Pandoc Documentation Notes

I am learning about `pandoc` because I might use it to make my Jupyter Notebook to HTML conversion system better. I also think I am going to use it for a project - a universal file converter.

2 460

References

If you need to convert files from one markup format into another, pandoc is your swiss-army knife. Pandoc can convert between many formats. [...] Pandoc understands a number of useful markdown syntax extensions, including document metadata, footnotes, tables, definition lists, superscript and subscript, strikeout, enhanced ordered lists, running example lists ...

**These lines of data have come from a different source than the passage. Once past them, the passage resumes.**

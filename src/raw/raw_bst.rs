use core::cmp::Ordering;

use alloc::vec::Vec;
use log::{debug, trace};
use smallvec::SmallVec;

use super::arena::Arena;
use super::handle::Handle;
use super::iter::RawIter;
use super::node::{Node, Side};
use super::tree_id::TreeId;

/// Work stack for whole-tree walks. Unbalanced trees can be as deep as they are long, so
/// nothing here recurses.
type Stack<E> = SmallVec<[E; 32]>;

/// The parent-linked binary search tree backing `Bst`, `BstSet` and `BstMap`.
///
/// The tree never rebalances. Ordering is supplied by the caller on every ordered operation,
/// which lets the map order `(K, V)` entries by key alone.
pub(crate) struct RawBst<T> {
    /// Arena owning every node.
    nodes: Arena<Node<T>>,
    /// Handle to the root node, if the tree is non-empty.
    root: Option<Handle>,
    /// Number of reachable nodes.
    len: usize,
    /// Identity of this node storage, checked when positions are handed back.
    id: TreeId,
}

/// Result of an insertion attempt.
pub(crate) enum InsertResult<T> {
    /// A new node was attached.
    Inserted(Handle),
    /// Uniqueness was requested and an equal value already lives at the handle. The rejected
    /// value is handed back untouched.
    Occupied(Handle, T),
}

/// Destination slot during `clone_from`.
#[derive(Clone, Copy)]
enum Slot {
    Root,
    Child(Handle, Side),
}

impl<T> RawBst<T> {
    /// Creates a new, empty tree.
    pub(crate) fn new() -> Self {
        Self {
            nodes: Arena::new(),
            root: None,
            len: 0,
            id: TreeId::next(),
        }
    }

    /// Creates a new tree with room for `capacity` nodes.
    pub(crate) fn with_capacity(capacity: usize) -> Self {
        Self {
            nodes: Arena::with_capacity(capacity),
            root: None,
            len: 0,
            id: TreeId::next(),
        }
    }

    pub(crate) const fn len(&self) -> usize {
        self.len
    }

    pub(crate) const fn is_empty(&self) -> bool {
        self.len == 0
    }

    pub(crate) fn capacity(&self) -> usize {
        self.nodes.capacity()
    }

    pub(crate) const fn id(&self) -> TreeId {
        self.id
    }

    #[cfg(test)]
    pub(crate) fn root(&self) -> Option<Handle> {
        self.root
    }

    /// Returns true if `handle` refers to a live node of this tree.
    pub(crate) fn contains(&self, handle: Handle) -> bool {
        self.nodes.contains(handle)
    }

    #[cfg(test)]
    pub(crate) fn node(&self, handle: Handle) -> &Node<T> {
        self.nodes.get(handle)
    }

    pub(crate) fn value(&self, handle: Handle) -> &T {
        self.nodes.get(handle).value()
    }

    /// Mutable access to a stored value. Callers must not change how it orders.
    pub(crate) fn value_mut(&mut self, handle: Handle) -> &mut T {
        self.nodes.get_mut(handle).value_mut()
    }

    /// Returns the leftmost node.
    pub(crate) fn first(&self) -> Option<Handle> {
        self.root.map(|root| self.extreme(root, Side::Left))
    }

    /// Returns the rightmost node.
    pub(crate) fn last(&self) -> Option<Handle> {
        self.root.map(|root| self.extreme(root, Side::Right))
    }

    /// In-order successor of `handle`.
    pub(crate) fn next(&self, handle: Handle) -> Option<Handle> {
        self.step(handle, Side::Right)
    }

    /// In-order predecessor of `handle`.
    pub(crate) fn prev(&self, handle: Handle) -> Option<Handle> {
        self.step(handle, Side::Left)
    }

    pub(crate) fn iter(&self) -> RawIter<'_, T> {
        RawIter::new(self, self.first(), self.last(), self.len)
    }

    /// Follows `side` links down from `handle` as far as they go.
    fn extreme(&self, mut handle: Handle, side: Side) -> Handle {
        while let Some(child) = self.nodes.get(handle).child(side) {
            handle = child;
        }
        handle
    }

    /// One in-order step towards `side`, using only node links.
    ///
    /// With a child on `side`, the answer is the extreme of that subtree in the opposite
    /// direction. Otherwise climb while the current node hangs on `side` of its parent; the
    /// first parent reached from the opposite side is the answer, or `None` past the root.
    fn step(&self, handle: Handle, side: Side) -> Option<Handle> {
        let node = self.nodes.get(handle);
        if let Some(child) = node.child(side) {
            return Some(self.extreme(child, side.opposite()));
        }

        let mut current = handle;
        let mut parent = node.parent();
        while let Some(up) = parent {
            let up_node = self.nodes.get(up);
            if up_node.child(side.opposite()) == Some(current) {
                return Some(up);
            }
            current = up;
            parent = up_node.parent();
        }
        None
    }

    /// Links `child` below `parent` on `side`, re-parenting it. Overwrites the previous link.
    fn attach(&mut self, parent: Handle, side: Side, child: Option<Handle>) {
        self.nodes.get_mut(parent).set_child(side, child);
        if let Some(child) = child {
            self.nodes.get_mut(child).set_parent(Some(parent));
        }
    }

    /// Allocates a node for `value` and links it below `parent` on `side`.
    fn attach_new(&mut self, parent: Handle, side: Side, value: T) -> Handle {
        let child = self.nodes.alloc(Node::new(value));
        self.attach(parent, side, Some(child));
        child
    }

    /// Puts `replacement` into the slot `old` occupies below `parent` (or at the root).
    fn replace_in_parent(&mut self, old: Handle, parent: Option<Handle>, replacement: Option<Handle>) {
        match parent {
            None => {
                self.root = replacement;
                if let Some(replacement) = replacement {
                    self.nodes.get_mut(replacement).set_parent(None);
                }
            }
            Some(parent) => {
                let side = self
                    .nodes
                    .get(parent)
                    .side_of(old)
                    .expect("`RawBst::replace_in_parent()` - `old` is not a child of `parent`!");
                self.attach(parent, side, replacement);
            }
        }
    }

    /// Descends from the root. `compare` orders the probe against a stored value.
    pub(crate) fn search_by<F>(&self, mut compare: F) -> Option<Handle>
    where
        F: FnMut(&T) -> Ordering,
    {
        let mut current = self.root;
        while let Some(handle) = current {
            let node = self.nodes.get(handle);
            current = match compare(node.value()) {
                Ordering::Equal => return Some(handle),
                Ordering::Less => node.left(),
                Ordering::Greater => node.right(),
            };
        }
        None
    }

    /// Inserts `value`, routing ties to the right.
    ///
    /// With `keep_unique`, a value comparing equal to a visited node is not inserted and is
    /// returned in [`InsertResult::Occupied`]. `compare(new, stored)` supplies the ordering.
    pub(crate) fn insert_by<F>(&mut self, value: T, keep_unique: bool, mut compare: F) -> InsertResult<T>
    where
        F: FnMut(&T, &T) -> Ordering,
    {
        let Some(mut current) = self.root else {
            let root = self.nodes.alloc(Node::new(value));
            self.root = Some(root);
            self.len = 1;
            return InsertResult::Inserted(root);
        };

        loop {
            let node = self.nodes.get(current);
            let ordering = compare(&value, node.value());
            if keep_unique && ordering == Ordering::Equal {
                return InsertResult::Occupied(current, value);
            }

            let side = if ordering == Ordering::Less {
                Side::Left
            } else {
                Side::Right
            };
            match node.child(side) {
                Some(child) => current = child,
                None => {
                    let inserted = self.attach_new(current, side, value);
                    self.len += 1;
                    return InsertResult::Inserted(inserted);
                }
            }
        }
    }

    /// Unlinks and frees `handle`, returning its value and the handle of its in-order
    /// successor.
    ///
    /// Nodes are relocated rather than having values swapped between them, so every other
    /// handle (the successor's included) stays valid.
    pub(crate) fn remove(&mut self, handle: Handle) -> (T, Option<Handle>) {
        let successor = self.next(handle);
        let node = self.nodes.get(handle);
        let (left, right, parent) = (node.left(), node.right(), node.parent());

        match (left, right) {
            (None, None) => {
                trace!("remove: leaf");
                self.replace_in_parent(handle, parent, None);
            }
            (Some(child), None) | (None, Some(child)) => {
                trace!("remove: splicing single child");
                self.replace_in_parent(handle, parent, Some(child));
            }
            (Some(left), Some(right)) => {
                // The heir is the leftmost node of the right subtree; it has no left child.
                let mut heir_parent = handle;
                let mut heir = right;
                while let Some(next) = self.nodes.get(heir).left() {
                    heir_parent = heir;
                    heir = next;
                }

                if heir_parent == handle {
                    trace!("remove: promoting immediate right child");
                } else {
                    trace!("remove: detaching successor from deeper in the right subtree");
                    let heir_right = self.nodes.get(heir).right();
                    self.attach(heir_parent, Side::Left, heir_right);
                    self.attach(heir, Side::Right, Some(right));
                }
                self.attach(heir, Side::Left, Some(left));
                self.replace_in_parent(handle, parent, Some(heir));
            }
        }

        self.len -= 1;
        let value = self.nodes.take(handle).into_value();
        (value, successor)
    }

    /// Keeps only the values for which `keep` returns true, visiting them in order.
    pub(crate) fn retain<F>(&mut self, mut keep: F)
    where
        F: FnMut(&mut T) -> bool,
    {
        let mut current = self.first();
        while let Some(handle) = current {
            if keep(self.value_mut(handle)) {
                current = self.next(handle);
            } else {
                current = self.remove(handle).1;
            }
        }
    }

    /// Frees every node (children before parents) and resets the count.
    pub(crate) fn clear(&mut self) {
        if let Some(root) = self.root.take() {
            let freed = self.free_subtree(root);
            debug!("clear: freed {freed} nodes");
        }
        self.len = 0;
    }

    /// Frees the subtree rooted at `handle` in post-order. The link pointing at it is left for
    /// the caller to clear. Returns the number of nodes freed.
    fn free_subtree(&mut self, handle: Handle) -> usize {
        let mut freed = 0;
        let mut stack: Stack<(Handle, bool)> = SmallVec::new();
        stack.push((handle, false));

        while let Some((handle, children_done)) = stack.pop() {
            if children_done {
                self.nodes.free(handle);
                freed += 1;
                continue;
            }

            stack.push((handle, true));
            let node = self.nodes.get(handle);
            if let Some(right) = node.right() {
                stack.push((right, false));
            }
            if let Some(left) = node.left() {
                stack.push((left, false));
            }
        }
        freed
    }

    /// Exchanges the complete state of two trees. Visits no node.
    pub(crate) fn swap(&mut self, other: &mut Self) {
        core::mem::swap(self, other);
        debug!("swap: exchanged trees of {} and {} elements", self.len, other.len);
    }

    /// Removes every value, in order.
    pub(crate) fn drain_to_vec(&mut self) -> Vec<T> {
        let mut handles = Vec::with_capacity(self.len);
        let mut current = self.first();
        while let Some(handle) = current {
            handles.push(handle);
            current = self.next(handle);
        }

        let values = handles.into_iter().map(|handle| self.nodes.take(handle).into_value()).collect();
        self.root = None;
        self.len = 0;
        values
    }
}

impl<T: Clone> RawBst<T> {
    /// Makes `self` a structural copy of `source`.
    ///
    /// Walks both trees in lock step. A destination node at the same position is overwritten
    /// in place, a missing one is allocated, and destination subtrees the source lacks are
    /// freed.
    pub(crate) fn clone_from_tree(&mut self, source: &Self) {
        let Some(source_root) = source.root else {
            self.clear();
            return;
        };

        let (mut reused, mut allocated, mut freed) = (0usize, 0usize, 0usize);
        let mut stack: Stack<(Handle, Slot)> = SmallVec::new();
        stack.push((source_root, Slot::Root));

        while let Some((source_handle, slot)) = stack.pop() {
            let source_node = source.nodes.get(source_handle);
            let existing = match slot {
                Slot::Root => self.root,
                Slot::Child(parent, side) => self.nodes.get(parent).child(side),
            };

            let target = if let Some(target) = existing {
                self.nodes.get_mut(target).value_mut().clone_from(source_node.value());
                reused += 1;
                target
            } else {
                let value = source_node.value().clone();
                let target = match slot {
                    Slot::Root => {
                        let root = self.nodes.alloc(Node::new(value));
                        self.root = Some(root);
                        root
                    }
                    Slot::Child(parent, side) => self.attach_new(parent, side, value),
                };
                allocated += 1;
                target
            };

            for side in [Side::Left, Side::Right] {
                match (source_node.child(side), self.nodes.get(target).child(side)) {
                    (Some(source_child), _) => stack.push((source_child, Slot::Child(target, side))),
                    (None, Some(surplus)) => {
                        freed += self.free_subtree(surplus);
                        self.nodes.get_mut(target).set_child(side, None);
                    }
                    (None, None) => {}
                }
            }
        }

        self.len = source.len;
        debug!("clone_from: reused {reused}, allocated {allocated}, freed {freed} nodes");
    }
}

LaTeX\LaTeXLATEX math (and even macros) can be used in markdown documents. Pandoc includes a powerful system for automatic citations and bibliographies. There are many ways to customize pandoc to fit your needs, including a template system and a powerful system for writing filters.

Getting started

Install pandoc

# Windows 
C:> choco install pandoc
# Linux 
$ # Check whether the pandoc version in your package manager is not outdated. 
$ # Pandoc is in the Debian, Ubuntu, Slackware, Arch, Fedora, NixOS, openSUSE, gentoo 
$ # and Void repositories.
$ # If not installed: 
$ # 1. Go to Github project page
$ sudo wget https://github.com/jgm/pandoc/releases/download/3.5/pandoc-3.5-linux-amd64.tar.gz # Download binary release 
$ sudo tar -xvf pandoc-3.5-linux-amd64.tar.gz # Extract the file 
$ sudo mv pandoc-3.5/bin/pandoc /usr/local/bin/ # Move the file to a system directory
$ pandoc --version # Check the version

Open a Terminal

Windows: In the cmd window, type chcp 65001 before using pandoc, to set the encoding to UTF-8.

To verify that pandoc is installed, type pandoc --version. You should see a message telling you which version of pandoc is installed.

Using pandoc as a filter

When pandoc is invoked without specifying any input files, it operates as a "filter", taking input from the terminal and sending its output back to the terminal. You can use this feature to play around with pandoc. By default, input is interpreted as pandoc markdown, and output is HTML. But you can change that:

$ pandoc -f html -t markdown # converting HTML to markdown

Pandoc can often figure out the input and output formats from the filename extensions.

User's Guide

$ pandoc [options] [input-file]...

Description

Pandoc is a Haskell library for converting from one markup format to another, and a command-line tool that uses this library. Pandoc can convert between numerous markup and word processing formats, including, but not limited to, various flavors of Markdown, HTML, LaTeX\LaTeXLATEX , and Word docx. Pandoc can also produce a PDF.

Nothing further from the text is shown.